|Speaker:||Leonardo Mihalcea (Virginia Tech)|
|Title:||QUANTUM K-THEORY AND THE GEOMETRY OF SPACES OF CURVES|
|Date (JST):||Tue, Jul 31, 2012, 15:30 - 17:00|
The 3-point, genus 0, Gromov-Witten invariants on a flag manifold count rational curves of degree d satisfying certain incidence conditions - if the number of curves is expected to be finite. For infinitely many curves, Givental and Lee defined the K-theoretic Gromov-Witten invariants, which associates a measure to the space of rational curves in question, embedded in Kontsevich's moduli space of stable maps. The resulting quantum cohomology theory - the quantum K-theory - encodes the associativity relations satisfied by the K-theoretic Gromov-Witten invariants.

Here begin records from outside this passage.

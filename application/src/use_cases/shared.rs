//! Shared helpers for use cases.
//!
//! All three dispatchers follow the same session lifecycle: create an
//! ephemeral session, send one query, collect the streamed response.
//! The helpers here own that lifecycle so the use cases only differ in
//! prompt construction and failure wording.

use crate::ports::agent_gateway::{AgentGateway, GatewayError};
use deepdesk_domain::AgentProfile;
use tracing::debug;

/// Dispatch a prompt to the default research assistant agent.
///
/// One session per call. The session is dropped as soon as the stream
/// has been collected.
pub(crate) async fn dispatch(
    gateway: &dyn AgentGateway,
    prompt: &str,
) -> Result<String, GatewayError> {
    let session = gateway.create_session().await?;
    debug!(session_id = %session.id(), "dispatching query");
    let handle = session.stream_query(prompt).await?;
    handle.collect_text().await
}

/// Dispatch a prompt to an agent described by `profile`.
pub(crate) async fn dispatch_with_profile(
    gateway: &dyn AgentGateway,
    profile: &AgentProfile,
    prompt: &str,
) -> Result<String, GatewayError> {
    let session = gateway.create_session_with_profile(profile).await?;
    debug!(session_id = %session.id(), agent = %profile.name, "dispatching query");
    let handle = session.stream_query(prompt).await?;
    handle.collect_text().await
}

In this talk I will show how we can compute the K-theoretic Gromov-Witten in several cases, with an emphasis on the case of Grassmannians. In this case we can give a complete algorithm, therefore obtaining a description of the quantum K-theory algebra. The key is a "quantum=classical" phenomenon: the K-theoretic Gromov-Witten invariants for Grassmannians are equal to structure constants of the ordinary K-theory of certain two-step flag manifolds. My talk is based on several collaborations with A. Buch, P.E. Chaput, C. Li and N. Perrin.